Available data
-------
//! Mutable state for one conversion workflow.

use std::collections::BTreeSet;

use crate::transport::{ConvertedFile, FilePreview, Group, ScanSummary};
use crate::workflow::stage::Stage;

/// A file queued for upload. Bytes are held in memory until scanned.
#[derive(Debug, Clone)]
pub struct PendingUpload {
    pub filename: String,
    pub bytes: Vec<u8>,
}

/// All fields owned by exactly one workflow. `reset_to_initial` is the sole
/// destructor, returning every field to its empty/absent initial value.
#[derive(Debug, Clone, Default)]
pub struct WorkflowState {
    pub stage: Stage,
    /// Opaque server-issued handle; absence means no workflow is active.
    pub session_id: Option<String>,
    pub pending_uploads: Vec<PendingUpload>,
    pub groups: Vec<Group>,
    pub summary: Option<ScanSummary>,
    pub converted: bool,
    pub files: Vec<ConvertedFile>,
    pub total_files: u64,
    pub active_group: Option<String>,
    pub active_file: Option<String>,
    /// Preview of the active file only; replaced wholesale, never merged.
    pub preview: Option<FilePreview>,
    pub selected_groups: BTreeSet<String>,
    pub search: String,
    pub output_format: String,
    pub edit_mode: bool,
    pub error: Option<String>,
    /// Bumped on every reset; async resolutions carrying a stale epoch are
    /// discarded instead of mutating the successor workflow.
    pub epoch: u64,
}

impl WorkflowState {
    pub fn new(output_format: String) -> Self {
        Self {
            output_format,
            ..Self::default()
        }
    }

    /// Hard reset preserving only the epoch progression.
    pub fn reset_to_initial(&mut self, output_format: String) {
        let epoch = self.epoch + 1;
        *self = Self::new(output_format);
        self.epoch = epoch;
    }

    //-- Derived state (computed, never stored)

    pub fn has_session(&self) -> bool {
        self.session_id.is_some()
    }

    pub fn is_scanned(&self) -> bool {
        !self.groups.is_empty()
    }

    pub fn is_converted(&self) -> bool {
        self.converted && !self.files.is_empty()
    }

    /// Case-insensitive substring match against group names; the full list
    /// when the search term is empty.
    pub fn filtered_groups(&self) -> Vec<Group> {
        let term = self.search.trim().to_lowercase();
        if term.is_empty() {
            return self.groups.clone();
        }
        self.groups
            .iter()
            .filter(|g| g.name.to_lowercase().contains(&term))
            .cloned()
            .collect()
    }

    pub fn files_in_group(&self, group: &str) -> Vec<ConvertedFile> {
        self.files
            .iter()
            .filter(|f| f.group == group)
            .cloned()
            .collect()
    }

    //-- Selection set

    pub fn select_all_groups(&mut self) {
        self.selected_groups = self.groups.iter().map(|g| g.name.clone()).collect();
    }

    pub fn clear_group_selection(&mut self) {
        self.selected_groups.clear();
    }

    /// Toggle one group in or out of the selection. Unknown names are
    /// ignored; the selection stays a subset of the loaded groups.
    pub fn toggle_group(&mut self, name: &str) {
        if self.selected_groups.remove(name) {
            return;
        }
        if self.groups.iter().any(|g| g.name == name) {
            self.selected_groups.insert(name.to_string());
        }
    }

    /// Intersect the selection down to the currently loaded groups.
    /// Called whenever groups are reloaded.
    pub fn prune_selection(&mut self) {
        let names: BTreeSet<&str> = self.groups.iter().map(|g| g.name.as_str()).collect();
        self.selected_groups.retain(|n| names.contains(n.as_str()));
    }
}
-------
Exercise directions
The answer should consist of all lines from the records above that hold the word "iter".

Response to this exercise
            .iter()
            .iter()
        self.selected_groups = self.groups.iter().map(|g| g.name.clone()).collect();
        if self.groups.iter().any(|g| g.name == name) {
        let names: BTreeSet<&str> = self.groups.iter().map(|g| g.name.as_str()).collect();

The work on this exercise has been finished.